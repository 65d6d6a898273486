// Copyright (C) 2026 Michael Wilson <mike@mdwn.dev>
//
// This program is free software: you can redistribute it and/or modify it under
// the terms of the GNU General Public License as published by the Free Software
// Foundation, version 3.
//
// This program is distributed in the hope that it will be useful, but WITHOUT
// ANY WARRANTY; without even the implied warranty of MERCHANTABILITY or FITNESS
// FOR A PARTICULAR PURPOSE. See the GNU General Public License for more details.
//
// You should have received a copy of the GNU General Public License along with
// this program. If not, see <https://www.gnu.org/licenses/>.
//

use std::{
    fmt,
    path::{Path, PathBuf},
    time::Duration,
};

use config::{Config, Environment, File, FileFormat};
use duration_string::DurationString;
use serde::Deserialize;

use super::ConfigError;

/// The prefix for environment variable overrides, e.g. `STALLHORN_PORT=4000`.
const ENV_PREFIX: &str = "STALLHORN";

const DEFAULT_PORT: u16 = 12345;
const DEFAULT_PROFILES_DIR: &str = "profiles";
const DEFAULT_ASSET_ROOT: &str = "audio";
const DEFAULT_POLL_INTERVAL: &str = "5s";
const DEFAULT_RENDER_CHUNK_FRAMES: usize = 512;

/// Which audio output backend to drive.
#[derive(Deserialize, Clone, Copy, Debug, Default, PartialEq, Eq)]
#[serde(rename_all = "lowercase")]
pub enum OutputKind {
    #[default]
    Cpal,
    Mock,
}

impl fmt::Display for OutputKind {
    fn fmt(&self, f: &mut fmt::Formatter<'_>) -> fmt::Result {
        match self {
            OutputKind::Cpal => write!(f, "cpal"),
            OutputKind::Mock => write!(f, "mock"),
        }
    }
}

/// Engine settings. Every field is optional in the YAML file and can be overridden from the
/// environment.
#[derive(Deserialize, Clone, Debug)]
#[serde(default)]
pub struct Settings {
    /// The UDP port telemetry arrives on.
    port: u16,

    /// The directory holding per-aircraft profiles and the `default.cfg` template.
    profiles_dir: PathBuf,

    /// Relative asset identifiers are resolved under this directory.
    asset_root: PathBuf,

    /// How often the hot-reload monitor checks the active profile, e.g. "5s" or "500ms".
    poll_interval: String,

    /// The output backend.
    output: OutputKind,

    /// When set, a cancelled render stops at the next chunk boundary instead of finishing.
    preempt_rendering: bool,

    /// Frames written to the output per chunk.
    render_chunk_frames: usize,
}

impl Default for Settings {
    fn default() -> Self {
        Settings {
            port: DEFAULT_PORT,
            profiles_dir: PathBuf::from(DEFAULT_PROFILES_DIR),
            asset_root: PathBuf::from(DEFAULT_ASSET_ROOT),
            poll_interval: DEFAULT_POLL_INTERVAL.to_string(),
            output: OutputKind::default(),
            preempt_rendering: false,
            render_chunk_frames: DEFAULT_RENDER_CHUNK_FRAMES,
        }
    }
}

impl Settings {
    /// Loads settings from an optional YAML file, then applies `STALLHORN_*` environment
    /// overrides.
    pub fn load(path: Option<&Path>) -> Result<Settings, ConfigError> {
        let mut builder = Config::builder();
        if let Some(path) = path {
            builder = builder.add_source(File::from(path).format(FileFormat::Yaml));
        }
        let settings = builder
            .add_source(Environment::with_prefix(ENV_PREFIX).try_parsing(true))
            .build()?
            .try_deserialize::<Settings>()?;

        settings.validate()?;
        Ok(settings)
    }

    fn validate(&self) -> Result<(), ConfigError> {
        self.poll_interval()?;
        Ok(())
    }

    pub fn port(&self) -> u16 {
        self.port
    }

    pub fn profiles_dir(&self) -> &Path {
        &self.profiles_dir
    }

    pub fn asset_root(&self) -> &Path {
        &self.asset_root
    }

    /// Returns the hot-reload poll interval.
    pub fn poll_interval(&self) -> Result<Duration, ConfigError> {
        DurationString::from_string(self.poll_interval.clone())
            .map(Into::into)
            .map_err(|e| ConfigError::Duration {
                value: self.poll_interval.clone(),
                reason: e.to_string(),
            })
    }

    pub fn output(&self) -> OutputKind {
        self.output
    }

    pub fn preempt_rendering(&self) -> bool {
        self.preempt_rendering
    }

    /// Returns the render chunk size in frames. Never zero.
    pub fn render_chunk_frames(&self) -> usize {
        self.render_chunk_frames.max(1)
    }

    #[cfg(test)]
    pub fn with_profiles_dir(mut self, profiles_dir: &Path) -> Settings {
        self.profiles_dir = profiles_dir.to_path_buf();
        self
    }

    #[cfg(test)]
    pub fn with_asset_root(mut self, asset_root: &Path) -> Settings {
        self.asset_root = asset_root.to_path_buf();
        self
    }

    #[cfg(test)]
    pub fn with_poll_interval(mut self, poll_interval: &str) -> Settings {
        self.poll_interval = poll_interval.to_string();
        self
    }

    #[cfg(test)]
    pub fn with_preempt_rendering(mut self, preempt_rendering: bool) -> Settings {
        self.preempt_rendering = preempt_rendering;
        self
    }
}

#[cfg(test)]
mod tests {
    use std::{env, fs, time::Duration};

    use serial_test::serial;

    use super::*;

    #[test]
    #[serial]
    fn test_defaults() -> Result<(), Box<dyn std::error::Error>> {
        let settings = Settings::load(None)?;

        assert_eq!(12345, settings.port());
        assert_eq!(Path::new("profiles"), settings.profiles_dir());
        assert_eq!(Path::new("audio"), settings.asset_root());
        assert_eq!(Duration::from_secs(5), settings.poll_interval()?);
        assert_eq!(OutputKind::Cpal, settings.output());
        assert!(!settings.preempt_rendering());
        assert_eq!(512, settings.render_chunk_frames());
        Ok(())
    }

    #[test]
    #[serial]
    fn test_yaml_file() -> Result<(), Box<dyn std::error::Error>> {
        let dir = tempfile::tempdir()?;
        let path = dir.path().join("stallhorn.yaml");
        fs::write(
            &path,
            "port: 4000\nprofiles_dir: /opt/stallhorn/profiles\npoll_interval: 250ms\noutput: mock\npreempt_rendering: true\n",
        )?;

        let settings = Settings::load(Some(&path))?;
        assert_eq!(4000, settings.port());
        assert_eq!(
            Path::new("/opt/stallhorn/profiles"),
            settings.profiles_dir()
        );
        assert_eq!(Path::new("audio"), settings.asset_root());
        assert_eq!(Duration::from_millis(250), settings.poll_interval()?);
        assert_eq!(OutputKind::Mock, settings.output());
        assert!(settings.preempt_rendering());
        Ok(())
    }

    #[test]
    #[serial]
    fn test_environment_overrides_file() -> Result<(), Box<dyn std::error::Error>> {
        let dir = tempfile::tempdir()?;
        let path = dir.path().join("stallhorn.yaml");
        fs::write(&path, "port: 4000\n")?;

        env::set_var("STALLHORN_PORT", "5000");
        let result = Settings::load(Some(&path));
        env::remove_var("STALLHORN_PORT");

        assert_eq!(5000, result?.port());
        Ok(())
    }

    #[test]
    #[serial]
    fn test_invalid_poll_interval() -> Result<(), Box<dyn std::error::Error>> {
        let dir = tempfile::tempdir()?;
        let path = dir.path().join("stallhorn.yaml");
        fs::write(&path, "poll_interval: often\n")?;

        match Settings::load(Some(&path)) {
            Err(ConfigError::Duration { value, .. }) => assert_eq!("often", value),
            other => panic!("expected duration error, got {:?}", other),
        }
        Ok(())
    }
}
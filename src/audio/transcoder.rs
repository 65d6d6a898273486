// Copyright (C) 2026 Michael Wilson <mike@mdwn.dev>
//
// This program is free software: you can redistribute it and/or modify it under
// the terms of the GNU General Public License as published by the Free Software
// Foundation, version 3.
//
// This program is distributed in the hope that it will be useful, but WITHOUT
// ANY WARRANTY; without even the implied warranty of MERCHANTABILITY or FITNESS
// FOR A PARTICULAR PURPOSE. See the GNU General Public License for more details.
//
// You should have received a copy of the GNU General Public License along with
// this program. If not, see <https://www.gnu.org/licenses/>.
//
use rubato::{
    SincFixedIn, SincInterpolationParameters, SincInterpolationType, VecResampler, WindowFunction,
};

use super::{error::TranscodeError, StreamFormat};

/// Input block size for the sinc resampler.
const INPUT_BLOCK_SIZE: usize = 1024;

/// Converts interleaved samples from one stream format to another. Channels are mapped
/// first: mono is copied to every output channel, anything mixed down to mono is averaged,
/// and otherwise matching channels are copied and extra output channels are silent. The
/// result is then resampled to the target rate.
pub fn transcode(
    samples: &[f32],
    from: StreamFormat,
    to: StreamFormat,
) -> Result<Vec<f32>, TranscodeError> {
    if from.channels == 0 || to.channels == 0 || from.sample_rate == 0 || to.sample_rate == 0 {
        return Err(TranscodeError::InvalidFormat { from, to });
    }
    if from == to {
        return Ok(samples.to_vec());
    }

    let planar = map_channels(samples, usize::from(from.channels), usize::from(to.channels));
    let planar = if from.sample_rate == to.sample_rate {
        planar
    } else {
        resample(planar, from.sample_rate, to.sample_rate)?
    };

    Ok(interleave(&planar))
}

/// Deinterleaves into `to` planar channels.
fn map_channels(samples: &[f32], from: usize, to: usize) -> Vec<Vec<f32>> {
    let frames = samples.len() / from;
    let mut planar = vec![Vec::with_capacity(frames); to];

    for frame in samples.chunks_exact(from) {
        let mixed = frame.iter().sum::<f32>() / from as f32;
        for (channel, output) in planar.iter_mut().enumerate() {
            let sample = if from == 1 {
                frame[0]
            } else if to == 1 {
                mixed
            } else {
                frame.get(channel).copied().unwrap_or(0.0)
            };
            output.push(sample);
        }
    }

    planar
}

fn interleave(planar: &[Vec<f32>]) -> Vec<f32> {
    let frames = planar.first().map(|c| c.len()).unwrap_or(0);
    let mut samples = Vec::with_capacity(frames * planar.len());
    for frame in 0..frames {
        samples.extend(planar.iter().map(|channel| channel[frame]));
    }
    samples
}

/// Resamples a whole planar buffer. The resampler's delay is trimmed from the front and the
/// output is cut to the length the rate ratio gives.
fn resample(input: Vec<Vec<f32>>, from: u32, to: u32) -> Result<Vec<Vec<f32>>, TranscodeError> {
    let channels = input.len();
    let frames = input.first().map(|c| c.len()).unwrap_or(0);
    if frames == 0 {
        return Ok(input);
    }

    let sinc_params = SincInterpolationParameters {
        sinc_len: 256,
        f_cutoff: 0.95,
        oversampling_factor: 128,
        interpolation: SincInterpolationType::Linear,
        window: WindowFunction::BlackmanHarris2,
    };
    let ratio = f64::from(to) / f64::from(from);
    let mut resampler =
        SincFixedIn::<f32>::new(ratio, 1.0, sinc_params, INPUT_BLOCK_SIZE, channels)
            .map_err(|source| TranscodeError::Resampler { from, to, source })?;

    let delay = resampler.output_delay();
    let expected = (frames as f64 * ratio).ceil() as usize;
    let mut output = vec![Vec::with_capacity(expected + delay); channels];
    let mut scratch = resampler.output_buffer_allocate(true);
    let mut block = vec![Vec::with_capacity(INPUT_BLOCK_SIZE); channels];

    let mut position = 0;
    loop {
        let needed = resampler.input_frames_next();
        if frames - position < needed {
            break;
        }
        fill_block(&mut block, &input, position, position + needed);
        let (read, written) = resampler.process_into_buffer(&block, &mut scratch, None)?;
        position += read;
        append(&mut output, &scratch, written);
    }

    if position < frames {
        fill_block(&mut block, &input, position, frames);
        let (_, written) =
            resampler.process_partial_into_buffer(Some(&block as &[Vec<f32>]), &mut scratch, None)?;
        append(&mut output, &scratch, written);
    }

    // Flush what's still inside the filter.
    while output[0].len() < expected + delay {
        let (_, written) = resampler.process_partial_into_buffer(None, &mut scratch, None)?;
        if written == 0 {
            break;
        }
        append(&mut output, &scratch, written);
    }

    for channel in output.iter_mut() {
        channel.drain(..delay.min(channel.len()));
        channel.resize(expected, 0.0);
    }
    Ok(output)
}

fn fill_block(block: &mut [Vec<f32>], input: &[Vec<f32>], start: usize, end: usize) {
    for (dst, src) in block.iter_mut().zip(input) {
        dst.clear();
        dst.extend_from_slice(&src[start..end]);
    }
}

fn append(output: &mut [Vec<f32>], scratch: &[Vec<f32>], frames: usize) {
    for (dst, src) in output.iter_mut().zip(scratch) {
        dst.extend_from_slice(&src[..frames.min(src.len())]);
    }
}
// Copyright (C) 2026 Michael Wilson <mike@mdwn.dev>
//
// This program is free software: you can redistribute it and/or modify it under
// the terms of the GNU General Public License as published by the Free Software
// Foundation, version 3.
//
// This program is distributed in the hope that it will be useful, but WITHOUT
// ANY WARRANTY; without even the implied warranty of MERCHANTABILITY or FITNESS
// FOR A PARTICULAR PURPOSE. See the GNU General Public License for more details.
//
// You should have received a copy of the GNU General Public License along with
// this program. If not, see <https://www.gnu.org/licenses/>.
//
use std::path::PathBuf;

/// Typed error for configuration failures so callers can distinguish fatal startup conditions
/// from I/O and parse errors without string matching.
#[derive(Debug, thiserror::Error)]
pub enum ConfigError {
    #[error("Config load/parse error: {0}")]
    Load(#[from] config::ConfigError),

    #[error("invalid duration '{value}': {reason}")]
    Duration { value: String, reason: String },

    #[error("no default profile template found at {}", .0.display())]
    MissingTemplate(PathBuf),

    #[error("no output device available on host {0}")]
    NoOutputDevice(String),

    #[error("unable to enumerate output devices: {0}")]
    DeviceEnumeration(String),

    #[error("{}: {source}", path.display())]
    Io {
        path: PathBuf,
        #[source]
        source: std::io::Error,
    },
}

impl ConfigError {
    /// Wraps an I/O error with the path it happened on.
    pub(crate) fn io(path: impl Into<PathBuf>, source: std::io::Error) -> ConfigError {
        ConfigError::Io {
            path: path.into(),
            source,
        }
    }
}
--------------------
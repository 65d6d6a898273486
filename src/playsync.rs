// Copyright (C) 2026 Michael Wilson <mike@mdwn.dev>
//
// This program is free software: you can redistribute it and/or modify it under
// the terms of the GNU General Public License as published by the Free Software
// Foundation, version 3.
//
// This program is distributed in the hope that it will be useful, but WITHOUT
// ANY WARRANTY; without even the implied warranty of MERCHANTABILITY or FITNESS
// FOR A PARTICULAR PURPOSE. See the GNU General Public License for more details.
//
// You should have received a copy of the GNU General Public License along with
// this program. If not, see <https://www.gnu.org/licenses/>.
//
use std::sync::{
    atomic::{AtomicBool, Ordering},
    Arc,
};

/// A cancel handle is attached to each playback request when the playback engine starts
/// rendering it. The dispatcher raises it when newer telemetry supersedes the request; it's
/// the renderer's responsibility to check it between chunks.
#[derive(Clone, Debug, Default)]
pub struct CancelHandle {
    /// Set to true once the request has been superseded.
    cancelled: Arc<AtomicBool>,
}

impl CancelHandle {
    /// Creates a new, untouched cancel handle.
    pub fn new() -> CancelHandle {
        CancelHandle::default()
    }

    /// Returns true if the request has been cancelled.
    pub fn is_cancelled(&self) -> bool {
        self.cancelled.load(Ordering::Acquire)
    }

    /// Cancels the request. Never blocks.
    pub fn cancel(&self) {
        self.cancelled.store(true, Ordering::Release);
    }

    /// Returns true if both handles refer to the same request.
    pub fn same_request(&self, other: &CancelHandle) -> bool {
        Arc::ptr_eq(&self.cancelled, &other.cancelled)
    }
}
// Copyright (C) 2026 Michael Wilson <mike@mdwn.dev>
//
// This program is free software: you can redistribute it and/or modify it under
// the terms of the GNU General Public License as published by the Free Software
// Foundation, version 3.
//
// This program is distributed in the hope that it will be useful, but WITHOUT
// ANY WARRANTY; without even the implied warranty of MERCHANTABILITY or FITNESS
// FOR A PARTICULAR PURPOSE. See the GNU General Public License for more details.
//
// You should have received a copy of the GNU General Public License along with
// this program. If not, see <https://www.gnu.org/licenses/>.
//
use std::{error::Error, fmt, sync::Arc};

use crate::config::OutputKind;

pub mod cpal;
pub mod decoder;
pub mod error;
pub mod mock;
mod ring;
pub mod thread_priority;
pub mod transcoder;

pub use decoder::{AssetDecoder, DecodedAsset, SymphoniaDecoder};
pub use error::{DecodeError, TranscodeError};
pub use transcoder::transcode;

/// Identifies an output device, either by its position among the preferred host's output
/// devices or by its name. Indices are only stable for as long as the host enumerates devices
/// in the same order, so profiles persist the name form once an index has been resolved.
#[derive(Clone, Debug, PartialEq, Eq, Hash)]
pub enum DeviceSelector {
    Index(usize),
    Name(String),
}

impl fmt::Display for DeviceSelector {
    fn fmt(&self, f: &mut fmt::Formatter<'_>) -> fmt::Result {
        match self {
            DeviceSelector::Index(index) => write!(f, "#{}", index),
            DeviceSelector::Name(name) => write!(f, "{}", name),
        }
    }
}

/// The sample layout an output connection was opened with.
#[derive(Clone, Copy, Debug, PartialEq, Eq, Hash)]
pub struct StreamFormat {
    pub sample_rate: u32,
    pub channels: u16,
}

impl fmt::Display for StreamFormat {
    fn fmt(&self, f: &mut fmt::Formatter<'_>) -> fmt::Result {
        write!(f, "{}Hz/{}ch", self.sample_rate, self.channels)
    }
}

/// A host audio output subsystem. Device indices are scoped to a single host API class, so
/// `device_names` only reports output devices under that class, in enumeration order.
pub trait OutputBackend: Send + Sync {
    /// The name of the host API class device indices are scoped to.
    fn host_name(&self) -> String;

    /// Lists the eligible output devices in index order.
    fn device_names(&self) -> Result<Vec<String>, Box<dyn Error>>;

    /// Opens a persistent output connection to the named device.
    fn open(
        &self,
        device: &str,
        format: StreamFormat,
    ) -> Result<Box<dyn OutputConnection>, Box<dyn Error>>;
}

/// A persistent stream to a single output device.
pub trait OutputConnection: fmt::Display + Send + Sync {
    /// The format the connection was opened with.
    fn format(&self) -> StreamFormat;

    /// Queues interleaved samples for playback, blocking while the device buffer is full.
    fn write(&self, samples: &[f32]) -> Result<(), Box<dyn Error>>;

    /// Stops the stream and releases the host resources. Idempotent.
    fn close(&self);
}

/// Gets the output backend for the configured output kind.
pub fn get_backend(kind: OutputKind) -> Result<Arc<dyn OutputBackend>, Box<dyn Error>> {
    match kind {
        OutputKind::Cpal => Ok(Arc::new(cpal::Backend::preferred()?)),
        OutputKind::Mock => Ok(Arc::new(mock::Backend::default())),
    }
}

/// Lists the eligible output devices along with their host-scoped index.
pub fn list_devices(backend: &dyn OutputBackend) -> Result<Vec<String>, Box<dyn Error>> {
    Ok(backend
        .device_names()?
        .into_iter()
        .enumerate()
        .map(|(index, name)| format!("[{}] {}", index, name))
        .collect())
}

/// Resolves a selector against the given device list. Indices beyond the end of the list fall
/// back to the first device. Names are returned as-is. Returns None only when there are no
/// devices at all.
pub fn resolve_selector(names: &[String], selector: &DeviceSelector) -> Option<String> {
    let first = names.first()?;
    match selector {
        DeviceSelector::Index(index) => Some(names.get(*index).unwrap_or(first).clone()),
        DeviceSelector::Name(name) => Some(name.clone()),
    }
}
--------------------
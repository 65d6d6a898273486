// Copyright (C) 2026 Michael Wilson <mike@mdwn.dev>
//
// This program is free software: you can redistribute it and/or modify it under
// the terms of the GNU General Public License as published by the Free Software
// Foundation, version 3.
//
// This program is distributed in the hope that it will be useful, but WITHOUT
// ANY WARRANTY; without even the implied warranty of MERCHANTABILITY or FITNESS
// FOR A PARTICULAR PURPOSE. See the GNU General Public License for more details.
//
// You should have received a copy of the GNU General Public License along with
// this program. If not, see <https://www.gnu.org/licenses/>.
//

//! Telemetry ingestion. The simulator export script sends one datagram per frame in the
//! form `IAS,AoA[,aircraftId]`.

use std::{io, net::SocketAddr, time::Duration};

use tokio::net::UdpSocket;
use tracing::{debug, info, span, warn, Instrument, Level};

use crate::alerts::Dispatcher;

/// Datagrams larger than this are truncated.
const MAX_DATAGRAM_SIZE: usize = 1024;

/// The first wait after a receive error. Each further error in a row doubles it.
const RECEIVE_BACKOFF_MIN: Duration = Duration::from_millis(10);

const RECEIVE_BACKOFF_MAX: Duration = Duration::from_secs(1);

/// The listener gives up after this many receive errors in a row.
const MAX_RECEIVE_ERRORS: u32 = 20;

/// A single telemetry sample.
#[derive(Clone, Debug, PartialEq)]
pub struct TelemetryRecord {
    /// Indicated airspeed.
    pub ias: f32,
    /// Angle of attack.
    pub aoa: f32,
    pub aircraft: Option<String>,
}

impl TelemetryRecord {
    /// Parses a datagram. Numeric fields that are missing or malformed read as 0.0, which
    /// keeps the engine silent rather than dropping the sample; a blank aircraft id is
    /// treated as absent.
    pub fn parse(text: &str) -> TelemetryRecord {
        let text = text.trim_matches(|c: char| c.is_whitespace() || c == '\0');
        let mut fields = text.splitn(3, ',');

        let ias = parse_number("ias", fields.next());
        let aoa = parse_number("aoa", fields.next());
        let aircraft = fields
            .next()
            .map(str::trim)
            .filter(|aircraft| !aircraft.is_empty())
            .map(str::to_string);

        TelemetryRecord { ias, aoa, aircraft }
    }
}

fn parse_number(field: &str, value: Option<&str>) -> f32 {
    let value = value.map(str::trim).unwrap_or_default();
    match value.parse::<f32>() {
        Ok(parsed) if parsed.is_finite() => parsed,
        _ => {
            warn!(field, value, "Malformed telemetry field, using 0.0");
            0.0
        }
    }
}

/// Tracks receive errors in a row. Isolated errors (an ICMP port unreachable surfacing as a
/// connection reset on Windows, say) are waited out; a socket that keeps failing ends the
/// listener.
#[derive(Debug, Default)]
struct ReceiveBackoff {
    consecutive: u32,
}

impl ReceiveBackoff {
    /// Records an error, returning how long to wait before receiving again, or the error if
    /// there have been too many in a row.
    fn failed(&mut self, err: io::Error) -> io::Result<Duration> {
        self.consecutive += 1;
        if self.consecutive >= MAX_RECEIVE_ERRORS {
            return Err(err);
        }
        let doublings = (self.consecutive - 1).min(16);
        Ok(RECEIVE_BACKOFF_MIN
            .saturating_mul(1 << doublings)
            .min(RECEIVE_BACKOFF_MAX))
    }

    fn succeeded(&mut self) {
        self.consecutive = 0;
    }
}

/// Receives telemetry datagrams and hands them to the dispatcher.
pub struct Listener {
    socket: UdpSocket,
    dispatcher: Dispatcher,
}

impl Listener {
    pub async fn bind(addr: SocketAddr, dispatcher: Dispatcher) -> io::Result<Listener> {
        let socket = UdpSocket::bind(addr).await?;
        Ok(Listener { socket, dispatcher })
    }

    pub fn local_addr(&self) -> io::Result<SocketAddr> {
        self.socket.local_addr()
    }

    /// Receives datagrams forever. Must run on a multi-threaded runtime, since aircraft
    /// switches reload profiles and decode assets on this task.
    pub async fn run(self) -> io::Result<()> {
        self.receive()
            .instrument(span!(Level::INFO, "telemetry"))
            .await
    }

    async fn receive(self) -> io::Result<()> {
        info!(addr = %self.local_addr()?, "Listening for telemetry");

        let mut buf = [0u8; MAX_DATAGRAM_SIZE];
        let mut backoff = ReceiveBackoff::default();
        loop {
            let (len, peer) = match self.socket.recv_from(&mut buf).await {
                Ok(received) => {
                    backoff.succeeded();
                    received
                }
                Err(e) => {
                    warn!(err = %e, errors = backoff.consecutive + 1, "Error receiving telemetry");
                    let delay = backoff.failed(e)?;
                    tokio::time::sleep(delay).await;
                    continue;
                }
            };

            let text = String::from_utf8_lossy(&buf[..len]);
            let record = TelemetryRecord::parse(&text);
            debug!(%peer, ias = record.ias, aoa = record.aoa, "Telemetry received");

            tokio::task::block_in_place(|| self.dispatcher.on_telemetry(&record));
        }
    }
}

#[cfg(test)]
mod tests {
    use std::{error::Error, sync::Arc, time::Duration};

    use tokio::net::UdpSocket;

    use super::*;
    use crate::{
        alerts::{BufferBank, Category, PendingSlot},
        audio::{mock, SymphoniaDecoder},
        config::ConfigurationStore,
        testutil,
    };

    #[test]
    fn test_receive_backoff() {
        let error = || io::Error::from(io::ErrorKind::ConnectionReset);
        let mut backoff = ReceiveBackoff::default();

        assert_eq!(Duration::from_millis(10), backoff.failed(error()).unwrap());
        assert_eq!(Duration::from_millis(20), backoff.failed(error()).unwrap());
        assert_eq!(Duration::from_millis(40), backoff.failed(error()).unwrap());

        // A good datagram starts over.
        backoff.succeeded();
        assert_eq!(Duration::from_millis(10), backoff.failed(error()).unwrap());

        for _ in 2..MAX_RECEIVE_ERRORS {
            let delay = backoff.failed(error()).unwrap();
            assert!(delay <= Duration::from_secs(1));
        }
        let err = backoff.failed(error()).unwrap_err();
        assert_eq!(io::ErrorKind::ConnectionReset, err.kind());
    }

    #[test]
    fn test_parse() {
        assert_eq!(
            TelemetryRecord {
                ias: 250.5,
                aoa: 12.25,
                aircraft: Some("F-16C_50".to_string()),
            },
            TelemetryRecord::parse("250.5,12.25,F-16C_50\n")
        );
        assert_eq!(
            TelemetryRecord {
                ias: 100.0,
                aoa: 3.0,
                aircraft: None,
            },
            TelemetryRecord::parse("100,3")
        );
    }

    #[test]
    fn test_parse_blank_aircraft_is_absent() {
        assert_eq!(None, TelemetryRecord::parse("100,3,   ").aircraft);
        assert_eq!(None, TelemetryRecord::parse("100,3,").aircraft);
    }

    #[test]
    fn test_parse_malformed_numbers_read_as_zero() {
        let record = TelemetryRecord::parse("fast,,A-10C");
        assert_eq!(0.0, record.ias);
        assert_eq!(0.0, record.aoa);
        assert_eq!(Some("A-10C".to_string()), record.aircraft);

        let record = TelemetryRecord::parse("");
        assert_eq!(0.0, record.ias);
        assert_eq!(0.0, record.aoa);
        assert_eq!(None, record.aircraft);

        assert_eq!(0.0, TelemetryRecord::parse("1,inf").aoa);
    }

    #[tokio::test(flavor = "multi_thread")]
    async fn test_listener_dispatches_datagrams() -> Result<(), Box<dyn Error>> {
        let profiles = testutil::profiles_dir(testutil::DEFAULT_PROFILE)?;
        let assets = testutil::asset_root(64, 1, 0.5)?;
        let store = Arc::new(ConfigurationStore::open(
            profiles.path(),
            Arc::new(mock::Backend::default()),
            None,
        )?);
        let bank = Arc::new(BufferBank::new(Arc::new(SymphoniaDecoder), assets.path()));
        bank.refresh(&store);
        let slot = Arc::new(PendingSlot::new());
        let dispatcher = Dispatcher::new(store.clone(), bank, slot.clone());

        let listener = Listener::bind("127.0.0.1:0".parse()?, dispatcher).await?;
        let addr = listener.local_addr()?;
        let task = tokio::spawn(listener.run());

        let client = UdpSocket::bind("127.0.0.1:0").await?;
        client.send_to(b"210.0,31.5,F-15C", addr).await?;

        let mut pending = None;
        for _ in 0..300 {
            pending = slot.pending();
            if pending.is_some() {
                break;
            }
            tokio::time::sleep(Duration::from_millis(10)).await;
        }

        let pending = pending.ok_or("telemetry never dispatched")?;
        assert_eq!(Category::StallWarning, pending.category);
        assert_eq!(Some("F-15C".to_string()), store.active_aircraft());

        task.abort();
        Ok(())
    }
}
--------------------
**TASK DETAILS:** In the listing above, find the line with "let ratio = f64::from(to)" and the line with "let expected = (frames"; set down exactly those two lines and every line between them, nothing more.

**THE COMPLETED TASK:**
    let ratio = f64::from(to) / f64::from(from);
    let mut resampler =
        SincFixedIn::<f32>::new(ratio, 1.0, sinc_params, INPUT_BLOCK_SIZE, channels)
            .map_err(|source| TranscodeError::Resampler { from, to, source })?;

    let delay = resampler.output_delay();
    let expected = (frames as f64 * ratio).ceil() as usize;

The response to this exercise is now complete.